◆ **RECORDS TO PROCESS**

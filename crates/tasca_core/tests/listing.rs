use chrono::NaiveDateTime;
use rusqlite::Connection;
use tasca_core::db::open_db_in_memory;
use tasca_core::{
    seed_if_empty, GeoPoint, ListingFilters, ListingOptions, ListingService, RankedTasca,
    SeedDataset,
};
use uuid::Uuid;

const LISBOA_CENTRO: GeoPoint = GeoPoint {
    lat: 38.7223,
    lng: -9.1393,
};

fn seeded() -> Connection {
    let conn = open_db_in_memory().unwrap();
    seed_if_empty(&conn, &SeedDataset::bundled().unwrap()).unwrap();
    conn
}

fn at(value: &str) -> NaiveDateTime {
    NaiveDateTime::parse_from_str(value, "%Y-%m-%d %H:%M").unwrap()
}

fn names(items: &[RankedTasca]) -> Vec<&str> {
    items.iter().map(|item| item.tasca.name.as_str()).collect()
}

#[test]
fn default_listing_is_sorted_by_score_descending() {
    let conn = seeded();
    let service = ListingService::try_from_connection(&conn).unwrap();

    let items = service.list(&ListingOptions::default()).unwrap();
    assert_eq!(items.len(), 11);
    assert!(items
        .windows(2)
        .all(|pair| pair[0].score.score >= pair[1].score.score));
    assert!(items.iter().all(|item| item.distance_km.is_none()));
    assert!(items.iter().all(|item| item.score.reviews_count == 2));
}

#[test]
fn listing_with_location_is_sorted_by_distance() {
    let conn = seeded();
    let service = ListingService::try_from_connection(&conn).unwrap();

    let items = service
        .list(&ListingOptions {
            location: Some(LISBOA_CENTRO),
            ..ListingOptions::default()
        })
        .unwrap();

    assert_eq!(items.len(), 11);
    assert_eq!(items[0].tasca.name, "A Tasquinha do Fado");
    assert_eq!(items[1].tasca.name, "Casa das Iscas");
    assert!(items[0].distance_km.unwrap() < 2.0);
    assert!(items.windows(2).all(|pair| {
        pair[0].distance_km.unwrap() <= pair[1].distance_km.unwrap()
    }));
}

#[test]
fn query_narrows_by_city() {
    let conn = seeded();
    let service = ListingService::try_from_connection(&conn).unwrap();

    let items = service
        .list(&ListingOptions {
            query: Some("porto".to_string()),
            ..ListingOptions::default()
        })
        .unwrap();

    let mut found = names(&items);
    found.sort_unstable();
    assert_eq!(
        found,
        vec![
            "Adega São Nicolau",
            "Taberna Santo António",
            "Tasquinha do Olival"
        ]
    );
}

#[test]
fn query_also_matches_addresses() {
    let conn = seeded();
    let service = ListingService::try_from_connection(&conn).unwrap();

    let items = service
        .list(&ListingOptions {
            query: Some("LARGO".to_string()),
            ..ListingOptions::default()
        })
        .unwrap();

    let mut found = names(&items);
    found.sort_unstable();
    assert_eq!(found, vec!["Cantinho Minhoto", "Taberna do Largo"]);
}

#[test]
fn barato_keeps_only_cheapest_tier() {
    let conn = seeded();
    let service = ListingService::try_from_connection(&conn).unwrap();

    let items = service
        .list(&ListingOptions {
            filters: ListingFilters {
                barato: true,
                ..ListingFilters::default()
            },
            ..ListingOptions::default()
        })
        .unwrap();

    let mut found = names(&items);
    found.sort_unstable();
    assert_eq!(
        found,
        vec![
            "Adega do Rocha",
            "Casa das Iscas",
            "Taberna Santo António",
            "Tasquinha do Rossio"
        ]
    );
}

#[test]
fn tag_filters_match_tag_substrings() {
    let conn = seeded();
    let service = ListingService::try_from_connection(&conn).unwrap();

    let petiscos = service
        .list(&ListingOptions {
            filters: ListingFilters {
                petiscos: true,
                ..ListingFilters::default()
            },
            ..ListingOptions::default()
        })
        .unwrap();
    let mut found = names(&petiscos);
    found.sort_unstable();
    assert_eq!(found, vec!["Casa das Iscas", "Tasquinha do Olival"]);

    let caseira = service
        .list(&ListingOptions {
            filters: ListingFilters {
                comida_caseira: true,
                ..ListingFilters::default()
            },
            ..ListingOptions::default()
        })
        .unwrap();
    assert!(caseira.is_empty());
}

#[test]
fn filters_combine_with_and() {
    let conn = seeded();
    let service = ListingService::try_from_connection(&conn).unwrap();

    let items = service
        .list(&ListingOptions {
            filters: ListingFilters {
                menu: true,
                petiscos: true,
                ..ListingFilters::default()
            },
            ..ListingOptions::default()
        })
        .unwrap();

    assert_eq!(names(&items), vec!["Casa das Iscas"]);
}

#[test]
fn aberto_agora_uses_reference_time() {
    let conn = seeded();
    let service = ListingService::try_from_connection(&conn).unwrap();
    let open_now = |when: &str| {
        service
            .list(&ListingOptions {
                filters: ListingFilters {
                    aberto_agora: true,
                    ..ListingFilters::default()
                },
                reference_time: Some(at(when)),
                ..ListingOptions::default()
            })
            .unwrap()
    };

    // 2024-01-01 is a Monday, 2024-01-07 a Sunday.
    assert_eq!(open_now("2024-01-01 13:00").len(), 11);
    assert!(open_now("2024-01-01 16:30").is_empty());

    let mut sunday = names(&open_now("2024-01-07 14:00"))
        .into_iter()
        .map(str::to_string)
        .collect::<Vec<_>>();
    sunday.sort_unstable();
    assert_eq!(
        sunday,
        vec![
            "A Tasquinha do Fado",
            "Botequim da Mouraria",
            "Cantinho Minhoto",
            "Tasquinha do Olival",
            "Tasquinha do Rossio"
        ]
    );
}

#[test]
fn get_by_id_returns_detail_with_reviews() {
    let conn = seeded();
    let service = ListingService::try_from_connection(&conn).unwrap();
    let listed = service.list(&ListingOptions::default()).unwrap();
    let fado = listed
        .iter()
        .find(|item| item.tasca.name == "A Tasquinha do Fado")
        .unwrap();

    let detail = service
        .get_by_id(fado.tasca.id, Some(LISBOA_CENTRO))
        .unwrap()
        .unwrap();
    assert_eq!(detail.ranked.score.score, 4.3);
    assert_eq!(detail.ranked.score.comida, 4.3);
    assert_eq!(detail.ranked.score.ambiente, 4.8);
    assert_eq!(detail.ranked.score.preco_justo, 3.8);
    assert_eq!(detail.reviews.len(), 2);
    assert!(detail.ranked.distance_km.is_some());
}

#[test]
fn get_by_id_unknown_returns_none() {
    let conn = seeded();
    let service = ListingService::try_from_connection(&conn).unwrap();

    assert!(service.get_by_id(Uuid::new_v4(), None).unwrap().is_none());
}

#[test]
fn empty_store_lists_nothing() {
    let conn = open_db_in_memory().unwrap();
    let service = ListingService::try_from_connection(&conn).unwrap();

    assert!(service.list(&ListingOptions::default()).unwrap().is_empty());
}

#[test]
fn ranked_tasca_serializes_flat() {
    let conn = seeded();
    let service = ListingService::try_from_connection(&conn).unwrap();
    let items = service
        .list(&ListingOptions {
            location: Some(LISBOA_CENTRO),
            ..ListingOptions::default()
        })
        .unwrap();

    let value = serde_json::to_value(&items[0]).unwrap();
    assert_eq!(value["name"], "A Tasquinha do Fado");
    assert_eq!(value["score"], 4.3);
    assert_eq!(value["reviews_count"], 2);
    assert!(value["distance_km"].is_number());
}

◆ **THE PROBLEM**
Copy out all of the records verbatim.

◆ **RESPONSE FOR THIS EXERCISE**
filename crates/tasca_core/tests/listing.rs
use chrono::NaiveDateTime;
use rusqlite::Connection;
use tasca_core::db::open_db_in_memory;
use tasca_core::{
    seed_if_empty, GeoPoint, ListingFilters, ListingOptions, ListingService, RankedTasca,
    SeedDataset,
};
use uuid::Uuid;

const LISBOA_CENTRO: GeoPoint = GeoPoint {
    lat: 38.7223,
    lng: -9.1393,
};

fn seeded() -> Connection {
    let conn = open_db_in_memory().unwrap();
    seed_if_empty(&conn, &SeedDataset::bundled().unwrap()).unwrap();
    conn
}

fn at(value: &str) -> NaiveDateTime {
    NaiveDateTime::parse_from_str(value, "%Y-%m-%d %H:%M").unwrap()
}

fn names(items: &[RankedTasca]) -> Vec<&str> {
    items.iter().map(|item| item.tasca.name.as_str()).collect()
}

#[test]
fn default_listing_is_sorted_by_score_descending() {
    let conn = seeded();
    let service = ListingService::try_from_connection(&conn).unwrap();

    let items = service.list(&ListingOptions::default()).unwrap();
    assert_eq!(items.len(), 11);
    assert!(items
        .windows(2)
        .all(|pair| pair[0].score.score >= pair[1].score.score));
    assert!(items.iter().all(|item| item.distance_km.is_none()));
    assert!(items.iter().all(|item| item.score.reviews_count == 2));
}

#[test]
fn listing_with_location_is_sorted_by_distance() {
    let conn = seeded();
    let service = ListingService::try_from_connection(&conn).unwrap();

    let items = service
        .list(&ListingOptions {
            location: Some(LISBOA_CENTRO),
            ..ListingOptions::default()
        })
        .unwrap();

    assert_eq!(items.len(), 11);
    assert_eq!(items[0].tasca.name, "A Tasquinha do Fado");
    assert_eq!(items[1].tasca.name, "Casa das Iscas");
    assert!(items[0].distance_km.unwrap() < 2.0);
    assert!(items.windows(2).all(|pair| {
        pair[0].distance_km.unwrap() <= pair[1].distance_km.unwrap()
    }));
}

#[test]
fn query_narrows_by_city() {
    let conn = seeded();
    let service = ListingService::try_from_connection(&conn).unwrap();

    let items = service
        .list(&ListingOptions {
            query: Some("porto".to_string()),
            ..ListingOptions::default()
        })
        .unwrap();

    let mut found = names(&items);
    found.sort_unstable();
    assert_eq!(
        found,
        vec![
            "Adega São Nicolau",
            "Taberna Santo António",
            "Tasquinha do Olival"
        ]
    );
}

#[test]
fn query_also_matches_addresses() {
    let conn = seeded();
    let service = ListingService::try_from_connection(&conn).unwrap();

    let items = service
        .list(&ListingOptions {
            query: Some("LARGO".to_string()),
            ..ListingOptions::default()
        })
        .unwrap();

    let mut found = names(&items);
    found.sort_unstable();
    assert_eq!(found, vec!["Cantinho Minhoto", "Taberna do Largo"]);
}

#[test]
fn barato_keeps_only_cheapest_tier() {
    let conn = seeded();
    let service = ListingService::try_from_connection(&conn).unwrap();

    let items = service
        .list(&ListingOptions {
            filters: ListingFilters {
                barato: true,
                ..ListingFilters::default()
            },
            ..ListingOptions::default()
        })
        .unwrap();

    let mut found = names(&items);
    found.sort_unstable();
    assert_eq!(
        found,
        vec![
            "Adega do Rocha",
            "Casa das Iscas",
            "Taberna Santo António",
            "Tasquinha do Rossio"
        ]
    );
}

#[test]
fn tag_filters_match_tag_substrings() {
    let conn = seeded();
    let service = ListingService::try_from_connection(&conn).unwrap();

    let petiscos = service
        .list(&ListingOptions {
            filters: ListingFilters {
                petiscos: true,
                ..ListingFilters::default()
            },
            ..ListingOptions::default()
        })
        .unwrap();
    let mut found = names(&petiscos);
    found.sort_unstable();
    assert_eq!(found, vec!["Casa das Iscas", "Tasquinha do Olival"]);

    let caseira = service
        .list(&ListingOptions {
            filters: ListingFilters {
                comida_caseira: true,
                ..ListingFilters::default()
            },
            ..ListingOptions::default()
        })
        .unwrap();
    assert!(caseira.is_empty());
}

#[test]
fn filters_combine_with_and() {
    let conn = seeded();
    let service = ListingService::try_from_connection(&conn).unwrap();

    let items = service
        .list(&ListingOptions {
            filters: ListingFilters {
                menu: true,
                petiscos: true,
                ..ListingFilters::default()
            },
            ..ListingOptions::default()
        })
        .unwrap();

    assert_eq!(names(&items), vec!["Casa das Iscas"]);
}

#[test]
fn aberto_agora_uses_reference_time() {
    let conn = seeded();
    let service = ListingService::try_from_connection(&conn).unwrap();
    let open_now = |when: &str| {
        service
            .list(&ListingOptions {
                filters: ListingFilters {
                    aberto_agora: true,
                    ..ListingFilters::default()
                },
                reference_time: Some(at(when)),
                ..ListingOptions::default()
            })
            .unwrap()
    };

    // 2024-01-01 is a Monday, 2024-01-07 a Sunday.
    assert_eq!(open_now("2024-01-01 13:00").len(), 11);
    assert!(open_now("2024-01-01 16:30").is_empty());

    let mut sunday = names(&open_now("2024-01-07 14:00"))
        .into_iter()
        .map(str::to_string)
        .collect::<Vec<_>>();
    sunday.sort_unstable();
    assert_eq!(
        sunday,
        vec![
            "A Tasquinha do Fado",
            "Botequim da Mouraria",
            "Cantinho Minhoto",
            "Tasquinha do Olival",
            "Tasquinha do Rossio"
        ]
    );
}

#[test]
fn get_by_id_returns_detail_with_reviews() {
    let conn = seeded();
    let service = ListingService::try_from_connection(&conn).unwrap();
    let listed = service.list(&ListingOptions::default()).unwrap();
    let fado = listed
        .iter()
        .find(|item| item.tasca.name == "A Tasquinha do Fado")
        .unwrap();

    let detail = service
        .get_by_id(fado.tasca.id, Some(LISBOA_CENTRO))
        .unwrap()
        .unwrap();
    assert_eq!(detail.ranked.score.score, 4.3);
    assert_eq!(detail.ranked.score.comida, 4.3);
    assert_eq!(detail.ranked.score.ambiente, 4.8);
    assert_eq!(detail.ranked.score.preco_justo, 3.8);
    assert_eq!(detail.reviews.len(), 2);
    assert!(detail.ranked.distance_km.is_some());
}

#[test]
fn get_by_id_unknown_returns_none() {
    let conn = seeded();
    let service = ListingService::try_from_connection(&conn).unwrap();

    assert!(service.get_by_id(Uuid::new_v4(), None).unwrap().is_none());
}

#[test]
fn empty_store_lists_nothing() {
    let conn = open_db_in_memory().unwrap();
    let service = ListingService::try_from_connection(&conn).unwrap();

    assert!(service.list(&ListingOptions::default()).unwrap().is_empty());
}

#[test]
fn ranked_tasca_serializes_flat() {
    let conn = seeded();
    let service = ListingService::try_from_connection(&conn).unwrap();
    let items = service
        .list(&ListingOptions {
            location: Some(LISBOA_CENTRO),
            ..ListingOptions::default()
        })
        .unwrap();

    let value = serde_json::to_value(&items[0]).unwrap();
    assert_eq!(value["name"], "A Tasquinha do Fado");
    assert_eq!(value["score"], 4.3);
    assert_eq!(value["reviews_count"], 2);
    assert!(value["distance_km"].is_number());
}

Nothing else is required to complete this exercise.